Según el listado para el Meta, de la resolución 1912 de septiembre 15 de 2017, del Ministerio de Ambiente y Desarrollo sostenible y Serie de Libros Rojos para Colombia, la danta, el venado sabanero, la rana saltona de Villavicencio, la tortuga charapa y el caimán llanero están en peligro crítico. Por otra parte, el ocarro, el perro de agua o nutria gigante, la danta de montaña, la comadreja, el manatí amazónico, la coral de Villavicencio y la tortuga terecay, son especies que se encuentran en peligro, mientras que, el osos hormiguero, la oncilla, el jaguar, la nutria neotropical, la tonina, el mico de noche llanero, la marimonda amazónica, el mono lanudo, el chichico diablo, el mico tocón, el osos andino, el puerco espín pardo y la guagua loba se encuentran en un estado vulnerable.

¿Cuándo es extinta?

¿Una especie está extinta cuando ya no se encuentra sobre la faz de la tierra, sin embargo, antes de llegar a ese criterio se habla de los riesgos de amenaza, la cual es otra forma de abordar y entender la problemática, ya que cuando se habla de riesgos de amenaza se tiene la posibilidad, la oportunidad de actuar, hacer planes de manejo y conservación de uso.

“Debido a la amplia distribución de algunas especies, a veces el criterio de extinto es difícil de aplicar, porque cuando se piensa que “x” animal está extinto, resulta desprevenidamente un individuo; entonces el criterio de una vez se va al piso, un ejemplo; en el departamento del Meta durante más de diez años no se veía el perro ganadero y hace dos años apareció un individuo en una foto, entonces lo que considerábamos extinto ya no lo es, está amenazado”, dijo Carlos Parra.

Las 4 razones que amenazan

De acuerdo a información entregada por Cormacarena, entre las principales causas que permiten explicar la disminución y la extinción prematura de la vida salvaje se encuentran cuatro principales, las cuales dan origen a otras causas que son directa influencia en los desequilibrios ecológicos y en la desaparición de la flora y la fauna.

1. Crecimiento de la población humana: la población humana tiene un crecimiento en progresión geométrica, lo que imprime necesidades crecientes de producción de alimento, demanda de superficie de cultivo y crianza además de recurso para construcción vestuarios y tecnología.

2. Irresponsabilidad medio ambiental: los sistemas económicos y políticas ambientales recién empiezan a incorporar el valor y cuidado del medio ambiente y a considerar los servicios ecológicos que prestan las especies animales y vegetales en la mantención de un equilibrio de los ecosistemas, y se promueve una explotación insostenible de los recursos.

3. Mayor uso de los recursos por cápita: los recursos naturales son cada vez más demandados por las personas, como resultado del creciente poder adquisitivo y del desarrollo económico.

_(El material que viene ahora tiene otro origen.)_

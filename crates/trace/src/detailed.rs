//! Tree tracer that also shows the input around each failure.

use std::fmt;
use std::io::{self, Stdout, Write};

use common::text::{escape, excerpt};

use crate::event::{EventKind, TraceEvent};
use crate::tracer::Tracer;
use crate::tree::TreeLines;

/// Characters of input shown on each side of a failure offset.
pub const DEFAULT_RADIUS: usize = 20;

type Accessor = Box<dyn Fn() -> serde_json::Value>;

/// Named live values, read each time a failure is traced.
#[derive(Default)]
pub struct Variables {
    vars: Vec<(String, Accessor)>,
}

impl Variables {
    pub fn new() -> Self {
        Self::default()
    }

    pub fn with<F>(mut self, name: impl Into<String>, accessor: F) -> Self
    where
        F: Fn() -> serde_json::Value + 'static,
    {
        self.vars.push((name.into(), Box::new(accessor)));
        self
    }

    pub fn len(&self) -> usize {
        self.vars.len()
    }

    pub fn is_empty(&self) -> bool {
        self.vars.is_empty()
    }

    /// ` (a = 1,b = "x")`, or empty when there are no variables.
    pub fn render(&self) -> String {
        if self.vars.is_empty() {
            return String::new();
        }
        let parts: Vec<String> = self
            .vars
            .iter()
            .map(|(name, accessor)| format!("{} = {}", name, accessor()))
            .collect();
        format!(" ({})", parts.join(","))
    }
}

impl fmt::Debug for Variables {
    fn fmt(&self, f: &mut fmt::Formatter<'_>) -> fmt::Result {
        f.debug_list().entries(self.vars.iter().map(|(name, _)| name)).finish()
    }
}

/// [`TreeTracer`](crate::TreeTracer) output plus, after each failure, an
/// escaped excerpt of the input and the current variable values.
pub struct DetailedTreeTracer<W: Write = Stdout> {
    tree: TreeLines,
    input: String,
    vars: Variables,
    radius: usize,
    out: W,
}

impl DetailedTreeTracer<Stdout> {
    pub fn new(input: impl Into<String>, vars: Variables) -> Self {
        Self::with_writer(input, vars, io::stdout())
    }
}

impl<W: Write> DetailedTreeTracer<W> {
    pub fn with_writer(input: impl Into<String>, vars: Variables, out: W) -> Self {
        Self {
            tree: TreeLines::new(),
            input: input.into(),
            vars,
            radius: DEFAULT_RADIUS,
            out,
        }
    }

    pub fn radius(mut self, radius: usize) -> Self {
        self.radius = radius;
        self
    }

    pub fn whitespace_rule(mut self, name: impl Into<String>) -> Self {
        self.tree = TreeLines::with_whitespace_rule(name);
        self
    }

    pub fn depth(&self) -> usize {
        self.tree.depth()
    }

    pub fn into_inner(self) -> W {
        self.out
    }

    /// Advance state for `event` and return every line it produces.
    pub fn lines(&mut self, event: &TraceEvent) -> Vec<String> {
        let mut lines = Vec::new();
        if let Some(line) = self.tree.step(event) {
            lines.push(line);
            if event.kind == EventKind::Fail {
                lines.extend(self.failure_context(event));
            }
        }
        lines
    }

    fn failure_context(&self, event: &TraceEvent) -> Option<String> {
        if self.input.is_empty() {
            return None;
        }
        let shown = match &event.location {
            Some(span) => excerpt(&self.input, span.start.offset as usize, self.radius),
            None => escape(&self.input),
        };
        Some(format!("{}{}", shown, self.vars.render()))
    }
}

impl<W: Write> Tracer for DetailedTreeTracer<W> {
    fn trace(&mut self, event: &TraceEvent) {
        for line in self.lines(event) {
            writeln!(self.out, "{}", line).ok();
        }
    }
}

Al mismo tiempo, esto genera una apropiación cada vez mayor de la productividad primaria.

4. Pobreza: la pobreza es un factor que empuja a muchas personas de escasos recursos de países en vía de desarrollo a talara bosques, cultivar en terrenos marginales, esquilmar los pastizales, agotar especies de peces y matar animales en peligro de extinción por sus valiosas pieles, colmillos y otros subproductos.

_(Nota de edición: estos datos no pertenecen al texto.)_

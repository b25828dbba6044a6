//! Text helpers shared by listings and tracers.
//!
//! Widths are measured in `char`s. None of the padding helpers truncate: when
//! the content is already wider than the requested width it is returned as is.

use std::fmt::Display;

/// Marker inserted by [`excerpt`] at the focus offset.
pub const EXCERPT_MARKER: char = 'ˇ';

/// Pad `s` on the right with `ch` up to `width` characters.
pub fn rpad(s: &str, width: usize, ch: char) -> String {
    let extra = width.saturating_sub(s.chars().count());
    let mut out = String::with_capacity(s.len() + extra);
    out.push_str(s);
    out.extend(std::iter::repeat(ch).take(extra));
    out
}

/// Pad `s` on the left with `ch` up to `width` characters.
pub fn lpad(s: &str, width: usize, ch: char) -> String {
    let extra = width.saturating_sub(s.chars().count());
    let mut out: String = std::iter::repeat(ch).take(extra).collect();
    out.push_str(s);
    out
}

/// Zero-pad the display form of `value` to `width` characters.
///
/// `zpad(23, 8)` is `"00000023"`.
pub fn zpad(value: impl Display, width: usize) -> String {
    lpad(&value.to_string(), width, '0')
}

/// Center `text` in a field of `width` characters.
///
/// With `fill == ' '` the text is simply surrounded by spaces. With any other
/// fill character, `gap` spaces separate the text from the fill on each side,
/// e.g. `centered("IF", 12, '-', 2)` is `"---  IF  ---"`. An odd column goes
/// to the right.
pub fn centered(text: &str, width: usize, fill: char, gap: usize) -> String {
    let total = match width.checked_sub(text.chars().count()) {
        Some(0) | None => return text.to_string(),
        Some(n) => n,
    };
    let left = total / 2;
    let right = total - left;

    if fill == ' ' {
        return format!("{}{}{}", " ".repeat(left), text, " ".repeat(right));
    }

    let buf = " ".repeat(gap);
    let fill_str = fill.to_string();
    format!(
        "{}{}{}{}{}",
        fill_str.repeat(left.saturating_sub(gap)),
        buf,
        text,
        buf,
        fill_str.repeat(right.saturating_sub(gap)),
    )
}

/// Escape control characters and backslashes so `s` stays on one line.
pub fn escape(s: &str) -> String {
    let mut out = String::with_capacity(s.len());
    for c in s.chars() {
        match c {
            '\n' => out.push_str("\\n"),
            '\r' => out.push_str("\\r"),
            '\t' => out.push_str("\\t"),
            '\\' => out.push_str("\\\\"),
            c if c.is_control() => out.extend(c.escape_unicode()),
            c => out.push(c),
        }
    }
    out
}

/// Escaped window of `input` around the character at `offset`.
///
/// At most `radius` characters are kept on each side and [`EXCERPT_MARKER`]
/// marks the offset itself. Offsets past the end clamp to the end.
pub fn excerpt(input: &str, offset: usize, radius: usize) -> String {
    let chars: Vec<char> = input.chars().collect();
    let offset = offset.min(chars.len());
    let start = offset.saturating_sub(radius);
    let end = offset.saturating_add(radius).min(chars.len());

    let before: String = chars[start..offset].iter().collect();
    let after: String = chars[offset..end].iter().collect();
    format!("{}{}{}", escape(&before), EXCERPT_MARKER, escape(&after))
}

“Somos dependientes de la biodiversidad, tristemente creemos que lo somos de la tecnología y energías renovables que, por supuesto son importantes, pero nuestro alimento, medicina, vestuario y techo, todo viene de la biodiversidad de lo que está en la tierra, los animales silvestres no son mascotas, en tu casa no se sienten como en su casa, y por último si queremos perseverar como especie toca cuidar”, puntualizó Carlos Parra.